Por las cosas que llevan en sus carritos podemos intuir la forma de vida de los demás. Cuando ponemos los productos en la banda de la caja, exponemos nuestras costumbres alimenticias, nuestros intereses más íntimos, nuestra economía y estructura familiar: ¿tenemos perro, gato, bebés, pareja?
El antropólogo Marc Augé dice que los supermercados son “no lugares”, al igual que los aeropuertos o los hoteles, caracterizados por alojar encuentros efímeros y circunstanciales. En los no lugares ocurren transacciones poco significativas que olvidamos muy pronto, dice Augé, pero no me convence. Creo, más bien, que el supermercado está inmerso en la historia, la economía y la cultura como lo están un restaurante o un avión. En todo lugar donde esté presente la comida hay relaciones sociales y se construyen memorias.
Comprar en un supermercado es una actividad performática. Entramos en él con una serie de comportamientos corporales, una rutina aprendida, un entendimiento del espacio que ahora damos por hecho, pero que en su momento supuso una revolución. Cuando aparecieron las primeras tiendas de autoservicio, poder tomar los productos con libertad y sin ayuda era algo extraño, pues antes se hacía una lista de compra que se entregaba en un mostrador, en el que el encargado colocaba los productos que iba seleccionando.
Annie Ernaux, una de mis escritoras favoritas, narra una visita que hizo en la década de 1990 a un supermercado en Eslovaquia, el primero abierto después de la caída del régimen comunista. En ese entonces, los clientes estaban en pleno aprendizaje del autoservicio y sus reglas, deambulaban desconcertados por los pasillos llevando una canasta que les habían impuesto en la entrada. Caminaban con precaución, se detenían mucho tiempo frente a los productos sin tocarlos, eran “cuerpos aventurados en terreno desconocido”. En México sucedió algo parecido y poco a poco salir a “hacer el súper” se convirtió en una oportunidad de convivencia y paseo familiar, en un plan de fin de semana.

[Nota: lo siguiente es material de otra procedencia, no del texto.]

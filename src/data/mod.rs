//! Immutable in-memory records backing the storefront when no external
//! source is used. Shared read-only across requests.

use chrono::{DateTime, NaiveDate, TimeZone, Utc};
use rust_decimal::Decimal;

use crate::models::{Event, Party, PartyStatus, Ticket, TicketStatus, DEFAULT_EVENT_IMAGE};

lazy_static::lazy_static! {
    static ref EVENT: Event = Event {
        id: "1".to_string(),
        name: "Festival de Música Eletrônica 2025".to_string(),
        description: "Uma noite inesquecível com os melhores DJs do cenário eletrônico \
                      nacional e internacional."
            .to_string(),
        image: DEFAULT_EVENT_IMAGE.to_string(),
        date: at(2025, 8, 15, 20),
        venue: "Arena Music Hall - São Paulo".to_string(),
        price: Decimal::new(200, 0),
        tickets_available: 150,
        tickets_total: 500,
        payment_link: "https://pagamento.boreal.example/festival-2025".to_string(),
        terms: "Ao comprar você concorda com nossos termos de entrada. Proibido menores de \
                18 anos. Documento obrigatório."
            .to_string(),
    };

    static ref PARTIES: Vec<Party> = vec![
        Party {
            id: "1".to_string(),
            name: "Festival de Música Eletrônica 2025".to_string(),
            tickets_total: 1000,
            tickets_sold: 500,
            unit_price: Decimal::new(120, 0),
            potential_profit: Decimal::new(60000, 0),
            current_profit: Decimal::new(42000, 0),
            date: day(2025, 8, 15),
            status: PartyStatus::Active,
        },
        Party {
            id: "2".to_string(),
            name: "Show de Rock Nacional".to_string(),
            tickets_total: 300,
            tickets_sold: 280,
            unit_price: Decimal::new(80, 0),
            potential_profit: Decimal::new(24000, 0),
            current_profit: Decimal::new(22400, 0),
            date: day(2025, 9, 20),
            status: PartyStatus::Active,
        },
    ];

    static ref TICKETS: Vec<Ticket> = vec![
        ticket("t-001", Some("529.982.247-25"), "João Silva", "joao@x.com", TicketStatus::Active),
        ticket("t-002", Some("987.654.321-00"), "Maria Santos", "maria@example.com", TicketStatus::Active),
        ticket("t-003", None, "Ana Paula Souza", "ana.paula@example.com", TicketStatus::Used),
        ticket("t-004", Some("111.444.777-35"), "Mariana Conceição", "mariana@example.com", TicketStatus::Canceled),
    ];
}

fn at(year: i32, month: u32, day: u32, hour: u32) -> DateTime<Utc> {
    Utc.with_ymd_and_hms(year, month, day, hour, 0, 0)
        .single()
        .unwrap_or_default()
}

fn day(year: i32, month: u32, day: u32) -> NaiveDate {
    NaiveDate::from_ymd_opt(year, month, day).unwrap_or_default()
}

fn ticket(id: &str, cpf: Option<&str>, name: &str, email: &str, status: TicketStatus) -> Ticket {
    Ticket {
        id: id.to_string(),
        event_id: "1".to_string(),
        cpf: cpf.map(str::to_string),
        name: name.to_string(),
        email: email.to_string(),
        hash: format!("{:0>64}", id.replace('-', "").replace('t', "f")),
        purchased_at: at(2025, 7, 1, 12),
        status,
    }
}

pub fn event() -> &'static Event {
    &EVENT
}

pub fn parties() -> &'static [Party] {
    &PARTIES
}

pub fn tickets() -> &'static [Ticket] {
    &TICKETS
}

#[cfg(test)]
mod tests {
    use super::*;
    use crate::utils::cpf::is_valid_cpf;

    #[test]
    fn test_event_inventory_is_consistent() {
        assert!(event().tickets_available <= event().tickets_total);
    }

    #[test]
    fn test_mock_cpfs_are_valid() {
        for cpf in tickets().iter().filter_map(|t| t.cpf.as_deref()) {
            assert!(is_valid_cpf(cpf), "{} should be a valid CPF", cpf);
        }
    }

    #[test]
    fn test_hashes_are_unique() {
        let mut hashes: Vec<_> = tickets().iter().map(|t| t.hash.as_str()).collect();
        hashes.sort();
        hashes.dedup();
        assert_eq!(hashes.len(), tickets().len());
    }
}
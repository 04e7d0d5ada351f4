pub mod auth;
pub mod checkout;
pub mod config;
pub mod data;
pub mod handlers;
pub mod models;
pub mod routes;
pub mod services;
pub mod state;
pub mod utils;
//! Integration tests for the admin login and dashboard data endpoints.

mod common;

use axum::http::{Method, StatusCode};
use common::{
    create_test_app, get_request, get_request_with_auth, json_request, parse_response_body,
    test_config, ADMIN_HASH, UNREACHABLE_URL,
};
use serde_json::json;
use tower::ServiceExt;

fn app() -> axum::Router {
    create_test_app(test_config(UNREACHABLE_URL, UNREACHABLE_URL))
}

#[tokio::test]
async fn test_login_success_returns_secret_as_token() {
    let request = json_request(Method::POST, "/api/admin/login", json!({ "hash": ADMIN_HASH }));
    let response = app().oneshot(request).await.unwrap();

    assert_eq!(response.status(), StatusCode::OK);
    let body = parse_response_body(response).await;
    assert_eq!(body["success"], true);
    assert_eq!(body["data"]["token"], ADMIN_HASH);
}

#[tokio::test]
async fn test_login_wrong_hash() {
    let request = json_request(Method::POST, "/api/admin/login", json!({ "hash": "nope" }));
    let response = app().oneshot(request).await.unwrap();

    assert_eq!(response.status(), StatusCode::UNAUTHORIZED);
    let body = parse_response_body(response).await;
    assert_eq!(body["success"], false);
    assert_eq!(body["message"], "Invalid access hash.");
}

#[tokio::test]
async fn test_parties_require_token() {
    let response = app()
        .oneshot(get_request("/api/admin/parties"))
        .await
        .unwrap();
    assert_eq!(response.status(), StatusCode::UNAUTHORIZED);

    let response = app()
        .oneshot(get_request_with_auth("/api/admin/parties", "not-the-secret"))
        .await
        .unwrap();
    assert_eq!(response.status(), StatusCode::UNAUTHORIZED);
    let body = parse_response_body(response).await;
    assert_eq!(body["code"], "AUTH_ERROR");
}

#[tokio::test]
async fn test_parties_with_token() {
    let response = app()
        .oneshot(get_request_with_auth("/api/admin/parties", ADMIN_HASH))
        .await
        .unwrap();

    assert_eq!(response.status(), StatusCode::OK);
    let body = parse_response_body(response).await;
    assert_eq!(body["data"]["parties"].as_array().unwrap().len(), 2);
    assert_eq!(body["data"]["summary"]["total_parties"], 2);
    assert_eq!(body["data"]["summary"]["active_parties"], 2);
    assert_eq!(body["data"]["summary"]["finished_parties"], 0);
    assert_eq!(body["data"]["summary"]["total_profit"], 64400.0);
}
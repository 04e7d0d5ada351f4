//! Client for the external ticketing API.

use reqwest::{Client, Url};
use serde_json::Value;
use tracing::{debug, warn};

use super::{send_json, UpstreamEnvelope, UpstreamError};
use crate::models::{GuestRegistration, GuestVerificationRequest, Ticket, UpstreamEvent};

#[derive(Debug, Clone)]
pub struct TicketingClient {
    client: Client,
    base_url: String,
}

impl TicketingClient {
    pub fn new(client: Client, base_url: impl Into<String>) -> Self {
        let base_url = base_url.into().trim_end_matches('/').to_string();
        Self { client, base_url }
    }

    fn url(&self, path: &str) -> String {
        format!("{}{}", self.base_url, path)
    }

    /// `/api/eventos/{id}` with `id` percent-encoded as a single path segment.
    fn event_url(&self, id: &str) -> Result<Url, UpstreamError> {
        let mut url = Url::parse(&self.url("/api/eventos"))
            .map_err(|e| UpstreamError::InvalidUrl(e.to_string()))?;
        url.path_segments_mut()
            .map_err(|_| UpstreamError::InvalidUrl(self.base_url.clone()))?
            .push(id);
        Ok(url)
    }

    pub async fn list_events(&self) -> Result<Vec<UpstreamEvent>, UpstreamError> {
        let url = self.url("/api/eventos/");
        debug!(url = %url, "Fetching events");

        let envelope: UpstreamEnvelope<Vec<UpstreamEvent>> =
            send_json(self.client.get(&url)).await?;
        Ok(envelope.data.unwrap_or_default())
    }

    pub async fn get_event(&self, id: &str) -> Result<UpstreamEvent, UpstreamError> {
        let url = self.event_url(id)?;
        debug!(url = %url, "Fetching event");

        let envelope: UpstreamEnvelope<UpstreamEvent> = send_json(self.client.get(url)).await?;
        envelope
            .data
            .ok_or_else(|| UpstreamError::InvalidResponse("event payload missing".to_string()))
    }

    /// Registers a guest for the configured event; the ticketing API issues
    /// the ticket.
    pub async fn register_guest(
        &self,
        registration: &GuestRegistration,
    ) -> Result<UpstreamEnvelope<Value>, UpstreamError> {
        let url = self.url("/api/eventos/convidados");
        debug!(url = %url, event_id = %registration.event_id, "Registering guest");

        send_json(self.client.post(&url).json(registration)).await
    }

    /// Fetches every ticket. Records that do not decode are logged and
    /// skipped so one bad entry cannot hide the rest.
    pub async fn list_tickets(&self) -> Result<Vec<Ticket>, UpstreamError> {
        let url = self.url("/api/ingressos");
        debug!(url = %url, "Fetching tickets");

        let envelope: UpstreamEnvelope<Vec<Value>> = send_json(self.client.get(&url)).await?;
        Ok(decode_tickets(envelope.data.unwrap_or_default()))
    }

    /// The verification record is relayed as-is, so its shape is not checked.
    pub async fn verify_guest(
        &self,
        request: &GuestVerificationRequest,
    ) -> Result<UpstreamEnvelope<Value>, UpstreamError> {
        let url = self.url("/api/eventos/convidados/verificar");
        debug!(url = %url, "Verifying guest");

        send_json(self.client.post(&url).json(request)).await
    }
}

fn decode_tickets(records: Vec<Value>) -> Vec<Ticket> {
    records
        .into_iter()
        .enumerate()
        .filter_map(|(index, record)| match serde_json::from_value::<Ticket>(record) {
            Ok(ticket) => Some(ticket),
            Err(e) => {
                warn!(index, error = %e, "Skipping malformed ticket record");
                None
            }
        })
        .collect()
}

#[cfg(test)]
mod tests {
    use super::*;
    use serde_json::json;

    fn client() -> TicketingClient {
        TicketingClient::new(Client::new(), "http://tickets.local/")
    }

    #[test]
    fn test_event_url_escapes_id() {
        let client = client();

        let url = client.event_url("evt-1").unwrap();
        assert_eq!(url.as_str(), "http://tickets.local/api/eventos/evt-1");

        let url = client.event_url("1?x=y").unwrap();
        assert_eq!(url.path(), "/api/eventos/1%3Fx=y");
        assert_eq!(url.query(), None);

        let url = client.event_url("a/b").unwrap();
        assert_eq!(url.path(), "/api/eventos/a%2Fb");
    }

    #[test]
    fn test_decode_tickets_skips_malformed_records() {
        let tickets = decode_tickets(vec![
            json!({
                "id": "t1",
                "eventoId": "evt-1",
                "nome": "João Silva",
                "email": "joao@x.com",
                "hash": "h1",
                "dataCompra": "2025-07-01T12:00:00Z",
                "status": "ativo"
            }),
            json!({
                "id": "t9",
                "eventoId": "evt-1",
                "nome": "Sem Fuso",
                "email": "t9@x.com",
                "hash": "h9",
                "dataCompra": "2025-07-01T12:00:00",
                "status": "ativo"
            }),
            json!("not a ticket"),
        ]);

        assert_eq!(tickets.len(), 1);
        assert_eq!(tickets[0].id, "t1");
    }
}
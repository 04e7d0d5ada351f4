pub mod cpf;
pub mod error;
pub mod extract;
pub mod response;
pub mod text;
pub mod validation;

En la sección de frutas, la gente toma con discreción una uva o dos. Hay un pacto colectivo implícito en esa práctica: es un robo aceptado. Sería diferente si lleváramos un cuchillo para partir un melón y comer un pedazo ahí mismo, aunque bien podríamos hacerlo. Cada vez que visitamos un supermercado miles de alimentos nos rodean en silencio y no nos atrevemos a comerlos sin haber pagado por ellos, incluso cuando estamos hambrientos. Hemos interiorizado la norma y no nos rebelamos.
A mi papá le encantaba ir al súper, pero era inevitable que le diera hambre mientras comprábamos. Procedía de la siguiente manera: tomaba una charola de carne cruda molida, le quitaba el plástico que la cubría y la disponía en nuestro carrito, en la parte donde suelen sentar a los niños. Después nos dirigíamos a la sección de especias y tomaba un bote de pimienta, lo abría y sazonaba la carne. Recorríamos así los pasillos, en calma, mientras comíamos bolitas de carne con los dedos. Cuando llegábamos a la caja, pagábamos la charola de unicel ya vacía y el bote de pimienta abierto. Esta pequeña transgresión compartida me emocionaba y se convirtió en uno de mis mejores recuerdos con él. Ya no como carne desde hace años —mucho menos cruda—, pero aún conservo la costumbre de abrir alguna cosa para aplacar el hambre mientras hago las compras.
Mientras a la mitad del mundo le preocupa si comerá o no, la otra mitad se inquieta sobre qué comer. Liberado de la preocupación ancestral de la escasez, el norte global tiene suministros abundantes de comida que paradójicamente se convierten en una fuente de estrés y ansiedad, en un campo minado en el que al parecer se ha perdido el sentido de control sobre lo que se come.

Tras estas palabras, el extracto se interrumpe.